Today, September 8th, the Orthodox Church celebrates the feast of the Nativity of the Theotokos. A beautiful feast, celebrating the birth of the future birth-giver of God. There’s nothing in the Bible about the birth of Mary, so the church has relied on sources outside the Bible. Joachim and Anna, the parents of Mary, were a pious Jewish couple, among the faithful remnant who were waiting for the Messiah. They were barren and earnestly prayed for a child. Their faith was rewarded and miraculously conceived and gave birth to Mary. Uniquely in the Orthodox tradition, the conception of Mary is represented by showing Joachim and Anna embracing! It is very rare in Orthodox iconography to show such intimacy between a man and a woman.
The birth itself is shown in great detail, with the midwife and other attending women shown.

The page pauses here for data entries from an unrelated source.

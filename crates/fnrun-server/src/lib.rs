//! HTTP surface over the execution engine. Handlers only translate between
//! JSON and engine calls.

use axum::{
    extract::{Path, Query, State},
    http::StatusCode,
    response::{IntoResponse, Response},
    routing::{get, post},
    Json, Router,
};
use chrono::Utc;
use fnrun_common::{Function, FunctionId, InvocationResponse, Language, Metric};
use fnrun_executor::{Engine, FunctionUpdate};
use fnrun_store::{MetricSummary, TimeBucket};
use std::net::SocketAddr;
use std::path::PathBuf;
use std::sync::Arc;
use tower_http::{cors::CorsLayer, trace::TraceLayer};
use tracing::{info, instrument};

pub mod error;
pub mod types;


pub use error::{status_for, AppError};
use types::{
    AdoptRequest, CreateFunctionRequest, Creation, HealthResponse, InvokeRequest, MetricsQuery,
    SummaryQuery, TimeseriesQuery, UpdateFunctionRequest,
};

type ApiResult<T> = Result<T, AppError>;

#[derive(Clone)]
pub struct AppState {
    pub engine: Arc<Engine>,
}

impl AppState {
    pub fn new(engine: Arc<Engine>) -> Self {
        Self { engine }
    }
}

/// Listener and persistence settings for the binary.
#[derive(Debug, Clone)]
pub struct ServerConfig {
    pub host: String,
    pub port: u16,
    pub data_dir: PathBuf,
}

impl Default for ServerConfig {
    fn default() -> Self {
        Self {
            host: "0.0.0.0".to_string(),
            port: 8080,
            data_dir: PathBuf::from("./data"),
        }
    }
}

impl ServerConfig {
    pub fn from_env() -> anyhow::Result<Self> {
        let mut config = Self::default();
        if let Ok(host) = std::env::var("FNRUN_HOST") {
            config.host = host;
        }
        if let Ok(port) = std::env::var("FNRUN_PORT") {
            config.port = port
                .parse()
                .map_err(|e| anyhow::anyhow!("FNRUN_PORT must be a port number: {e}"))?;
        }
        if let Ok(dir) = std::env::var("FNRUN_DATA_DIR") {
            config.data_dir = PathBuf::from(dir);
        }
        Ok(config)
    }

    pub fn addr(&self) -> anyhow::Result<SocketAddr> {
        format!("{}:{}", self.host, self.port)
            .parse()
            .map_err(|e| anyhow::anyhow!("invalid listen address {}:{}: {e}", self.host, self.port))
    }
}

pub fn create_app(state: AppState) -> Router {
    Router::new()
        .route("/functions", post(create_function).get(list_functions))
        .route(
            "/functions/:id",
            get(get_function).put(update_function).delete(delete_function),
        )
        .route("/functions/:id/execute", post(execute_function))
        .route("/invoke/*route", post(invoke_route))
        .route("/metrics/summary", get(all_summaries))
        .route("/metrics/function/:id", get(function_metrics))
        .route("/metrics/function/:id/summary", get(function_summary))
        .route("/metrics/function/:id/timeseries", get(function_timeseries))
        .route("/admin/functions/:id/adopt", post(adopt_function))
        .route("/health", get(health_handler))
        .layer(CorsLayer::permissive())
        .layer(TraceLayer::new_for_http())
        .with_state(state)
}

/// Failed invocations keep their structured body; only the status changes.
fn invocation_reply(response: InvocationResponse) -> Response {
    let status = response
        .error_kind()
        .map(status_for)
        .unwrap_or(StatusCode::OK);
    (status, Json(response)).into_response()
}

// --- Functions ---

#[instrument(skip(state, req), fields(name = %req.name))]
async fn create_function(
    State(state): State<AppState>,
    Json(req): Json<CreateFunctionRequest>,
) -> ApiResult<(StatusCode, Json<Function>)> {
    let function = match req.into_creation()? {
        Creation::Deploy(deployment) => state.engine.deploy(deployment).await?,
        Creation::Register(new) => state.engine.register(new).await?,
    };
    info!(function_id = function.id, route = %function.route, "Function created");
    Ok((StatusCode::CREATED, Json(function)))
}

async fn list_functions(State(state): State<AppState>) -> Json<Vec<Function>> {
    Json(state.engine.list_functions().await)
}

async fn get_function(
    State(state): State<AppState>,
    Path(id): Path<FunctionId>,
) -> ApiResult<Json<Function>> {
    Ok(Json(state.engine.get_function(id).await?))
}

async fn update_function(
    State(state): State<AppState>,
    Path(id): Path<FunctionId>,
    Json(req): Json<UpdateFunctionRequest>,
) -> ApiResult<Json<Function>> {
    let update = FunctionUpdate::try_from(req)?;
    Ok(Json(state.engine.update(id, update).await?))
}

async fn delete_function(
    State(state): State<AppState>,
    Path(id): Path<FunctionId>,
) -> ApiResult<Json<Function>> {
    Ok(Json(state.engine.delete(id).await?))
}

// --- Invocation ---

async fn execute_function(
    State(state): State<AppState>,
    Path(id): Path<FunctionId>,
    req: Option<Json<InvokeRequest>>,
) -> ApiResult<Response> {
    let req = req.map(|Json(r)| r).unwrap_or_default();
    let response = state.engine.execute(id, req.payload(), req.timeout()).await?;
    Ok(invocation_reply(response))
}

async fn invoke_route(
    State(state): State<AppState>,
    Path(route): Path<String>,
    req: Option<Json<InvokeRequest>>,
) -> ApiResult<Response> {
    let req = req.map(|Json(r)| r).unwrap_or_default();
    let response = state
        .engine
        .execute_route(&route, req.payload(), req.timeout())
        .await?;
    Ok(invocation_reply(response))
}

// --- Metrics ---

async fn function_metrics(
    State(state): State<AppState>,
    Path(id): Path<FunctionId>,
    Query(query): Query<MetricsQuery>,
) -> ApiResult<Json<Vec<Metric>>> {
    Ok(Json(state.engine.get_metrics(id, &query.into()).await?))
}

async fn function_summary(
    State(state): State<AppState>,
    Path(id): Path<FunctionId>,
    Query(query): Query<SummaryQuery>,
) -> ApiResult<Json<MetricSummary>> {
    Ok(Json(state.engine.summary(id, query.days).await?))
}

async fn all_summaries(
    State(state): State<AppState>,
    Query(query): Query<SummaryQuery>,
) -> ApiResult<Json<Vec<MetricSummary>>> {
    Ok(Json(state.engine.summaries(query.days).await?))
}

async fn function_timeseries(
    State(state): State<AppState>,
    Path(id): Path<FunctionId>,
    Query(query): Query<TimeseriesQuery>,
) -> ApiResult<Json<Vec<TimeBucket>>> {
    let period = query.period()?;
    Ok(Json(state.engine.timeseries(id, period).await?))
}

// --- Admin ---

async fn adopt_function(
    State(state): State<AppState>,
    Path(id): Path<FunctionId>,
    Json(req): Json<AdoptRequest>,
) -> ApiResult<(StatusCode, Json<Function>)> {
    let language: Language = req.language.parse()?;
    let function = state
        .engine
        .adopt_existing(id, &req.name, &req.route, language)
        .await?;
    Ok((StatusCode::CREATED, Json(function)))
}

async fn health_handler(State(state): State<AppState>) -> Json<HealthResponse> {
    Json(HealthResponse {
        status: "healthy",
        functions: state.engine.list_functions().await.len(),
        in_flight: state.engine.in_flight(),
        timestamp: Utc::now(),
    })
}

What is even more remarkable is the presence of Joachim in many icons of the Nativity. Here are two examples:
In the icon above, Joachim is present in the room, sitting on the side. Of course he is not actively involved in the delivery. They didn’t have Lamaze classes in 1st-century Judea! In the icon on the right, there is a separate panel showing Joachim and Anna holding the newborn Mary in swaddling cloths – the ancient equivalent of parents getting to hold their baby for the first time in a modern hospital. I can’t help but notice the sharp contrast between these scenes of family closeness at the time of a birth with what we see in icons of Christ’s nativity:
In the icon above, we see Joseph off to the side not looking very happy. In the icon on the right we see Joseph not only uninvolved in the delivery, but he is shown talking to a man dressed in sheep skins (a wolf in sheep clothing?). The man is clearly meant to be the devil, putting doubts in Joseph’s mind about Mary’s pregnancy and the birth of Jesus. The icons show the different circumstances of the two births. Jesus was born in the midst of empire, by a unique act of God that was incomprehensible to Joseph and the powers of the world. Mary was born into a quiet, loving home where God’s miracle was clearly welcome.

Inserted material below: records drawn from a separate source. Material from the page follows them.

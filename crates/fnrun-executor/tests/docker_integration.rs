//! Real Docker integration tests for the execution engine
//! Run with: cargo test --test docker_integration -- --ignored

use fnrun_common::{ErrorKind, Language};
use fnrun_executor::{require_docker, Deployment, DockerRuntime, Engine, EngineConfig};
use serde_json::json;
use serial_test::serial;
use std::sync::Arc;
use std::time::Duration;

const ECHO_HANDLER: &str = r#"import os
import json

payload = json.loads(os.getenv("PAYLOAD", "{}"))
print(json.dumps({"message": "Function executed successfully", "received_payload": payload}))
"#;

async fn engine(dir: &tempfile::TempDir) -> Arc<Engine> {
    let config = EngineConfig {
        functions_dir: dir.path().to_path_buf(),
        ..Default::default()
    };
    let runtime = Arc::new(DockerRuntime::connect_local().unwrap());
    Arc::new(Engine::in_memory(config, runtime).await.unwrap())
}

async fn deploy(engine: &Engine, name: &str, language: Language, source: &str) -> u64 {
    engine
        .deploy(Deployment {
            name: name.to_string(),
            route: format!("/{name}"),
            language,
            source: source.to_string(),
            timeout_ms: None,
        })
        .await
        .unwrap()
        .id
}

#[tokio::test]
#[serial]
#[ignore = "Requires Docker"]
async fn test_python_echo_roundtrip() {
    require_docker!();
    let dir = tempfile::tempdir().unwrap();
    let engine = engine(&dir).await;
    let id = deploy(&engine, "echo", Language::Python, ECHO_HANDLER).await;

    let response = engine
        .execute(id, json!({"message": "hi"}), Some(Duration::from_secs(60)))
        .await
        .unwrap();
    assert!(response.success, "{:?}", response.error);
    assert_eq!(response.result["received_payload"], json!({"message": "hi"}));
    assert_eq!(engine.sweep_stranded().await.unwrap(), 0);
}

#[tokio::test]
#[serial]
#[ignore = "Requires Docker"]
async fn test_javascript_plain_text_output() {
    require_docker!();
    let dir = tempfile::tempdir().unwrap();
    let engine = engine(&dir).await;
    let id = deploy(
        &engine,
        "hello",
        Language::Javascript,
        "console.log('hello ' + JSON.parse(process.env.PAYLOAD).name)",
    )
    .await;

    let response = engine
        .execute(id, json!({"name": "fnrun"}), Some(Duration::from_secs(60)))
        .await
        .unwrap();
    assert!(response.success, "{:?}", response.error);
    assert_eq!(response.result, json!({"raw_output": "hello fnrun"}));
}

#[tokio::test]
#[serial]
#[ignore = "Requires Docker"]
async fn test_crash_and_timeout_leave_nothing_behind() {
    require_docker!();
    let dir = tempfile::tempdir().unwrap();
    let engine = engine(&dir).await;

    let crash = deploy(&engine, "crash", Language::Python, "print('{}')\nraise SystemExit(3)").await;
    let response = engine
        .execute(crash, json!({}), Some(Duration::from_secs(60)))
        .await
        .unwrap();
    assert_eq!(response.error_kind(), Some(ErrorKind::Crashed));
    assert_eq!(response.error.unwrap().exit_code, Some(3));

    let sleepy = deploy(&engine, "sleepy", Language::Python, "import time\ntime.sleep(30)").await;
    let response = engine
        .execute(sleepy, json!({}), Some(Duration::from_secs(2)))
        .await
        .unwrap();
    assert_eq!(response.error_kind(), Some(ErrorKind::TimedOut));

    assert_eq!(engine.sweep_stranded().await.unwrap(), 0);
}

#[tokio::test]
#[serial]
#[ignore = "Requires Docker"]
async fn test_network_is_disabled() {
    require_docker!();
    let dir = tempfile::tempdir().unwrap();
    let engine = engine(&dir).await;
    let id = deploy(
        &engine,
        "net",
        Language::Python,
        "import socket\nsocket.create_connection(('1.1.1.1', 53), timeout=2)\nprint('connected')",
    )
    .await;

    let response = engine
        .execute(id, json!({}), Some(Duration::from_secs(60)))
        .await
        .unwrap();
    assert!(!response.success);
}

In the Catholic Church, Joseph is a major saint. In the Orthodox Church he is much less. Also in the Catholic Church, there is the feast of the Holy Family, and the representation of Mary, Joseph and Jesus is common in western art and Catholic iconography and statuary. There is no feast of the Holy Family in the Orthodox Church. The closest that we have in the Orthodox Church would be precisely Joachim, Anna and Mary! Icons of the family are common. We have one in our church! I’ll add a picture of our own icon in a future update of this post, but here are some examples of family closeness:
The proliferation of such icons in the Orthodox Church is quite remarkable, especially when we also take into consideration the icons of Joachim and Anna embracing and the icons of Mary’s nativity. What is missing in the life of Jesus, it seems, the Church has managed to find and express in the life of Mary! Thank God for that. For a church that firmly believes in cultivating strong family ties and values, we have remarkably few examples of family life in our tradition – a tradition dominated by monks, nuns, martyrs and bishops, all of whom are far from anything most of us can relate to. All the saints are important and worthy of veneration, but it is a question worth asking why there are so few married saints and so few images of family life in the Orthodox Church.

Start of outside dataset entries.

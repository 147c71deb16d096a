use anyhow::Context;
use fnrun_executor::{DockerRuntime, Engine, EngineConfig, FsCodeStore};
use fnrun_server::{create_app, AppState, ServerConfig};
use fnrun_store::JsonFileStore;
use std::sync::Arc;
use tracing::{info, warn};
use tracing_subscriber::EnvFilter;

#[tokio::main]
async fn main() -> anyhow::Result<()> {
    dotenvy::dotenv().ok();
    tracing_subscriber::fmt()
        .with_env_filter(
            EnvFilter::try_from_default_env().unwrap_or_else(|_| EnvFilter::new("info,fnrun=debug")),
        )
        .init();

    let server = ServerConfig::from_env()?;
    let config = EngineConfig::from_env()
        .await
        .context("loading engine configuration")?;

    let runtime = Arc::new(DockerRuntime::connect_local().context("connecting to Docker")?);
    let code = Arc::new(FsCodeStore::open(&config.functions_dir).await?);
    let store = Arc::new(
        JsonFileStore::open(&server.data_dir)
            .await
            .context("opening data directory")?,
    );
    let engine = Arc::new(Engine::new(config, runtime, code, store.clone(), store)?);

    let restored = engine.restore().await?;
    info!(functions = restored, "Restored function catalogue");
    match engine.sweep_stranded().await {
        Ok(0) => {}
        Ok(n) => warn!(removed = n, "Removed stranded sandboxes from a previous run"),
        Err(e) => warn!(error = %e, "Stranded sandbox sweep failed"),
    }

    let app = create_app(AppState::new(engine.clone()));
    let addr = server.addr()?;
    let listener = tokio::net::TcpListener::bind(addr).await?;
    info!("fnrun listening on {}", addr);

    axum::serve(listener, app)
        .with_graceful_shutdown(shutdown_signal())
        .await?;

    info!("Shutting down, removing leftover sandboxes");
    if let Err(e) = engine.sweep_stranded().await {
        warn!(error = %e, "Final sandbox sweep failed");
    }
    Ok(())
}

async fn shutdown_signal() {
    let ctrl_c = async {
        if let Err(e) = tokio::signal::ctrl_c().await {
            warn!(error = %e, "Failed to listen for ctrl-c");
            std::future::pending::<()>().await;
        }
    };

    #[cfg(unix)]
    let terminate = async {
        match tokio::signal::unix::signal(tokio::signal::unix::SignalKind::terminate()) {
            Ok(mut sig) => {
                sig.recv().await;
            }
            Err(e) => {
                warn!(error = %e, "Failed to install SIGTERM handler");
                std::future::pending::<()>().await;
            }
        }
    };

    #[cfg(not(unix))]
    let terminate = std::future::pending::<()>();

    tokio::select! {
        _ = ctrl_c => {},
        _ = terminate => {},
    }
}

So here is the challenge to today’s families: Be holy families! Be examples of the family values that we claim to value. Teach your children the ways of Christ. Stay close to the church. Teach and practice prayer and fasting at home. Give priority to the Lord’s Day, if not every Sunday then as often as is possible. Sports are important for all children, but not when they become all-consuming and take priority over everything else, including home life and church participation. Engage in quality and joyous activities that unite the family. Limit mindless TV watching, video games and other activities that separate members of the family. Parents, practice what you teach! Joachim and Anna loved their daughter and brought her up to be nothing less than the one through whom Christ was born into the world. None of today’s children will be called to such extraordinary significance, but every one of us can manifest the presence and love of Christ. Jesus loved children. Don’t keep your children away from his warm embrace.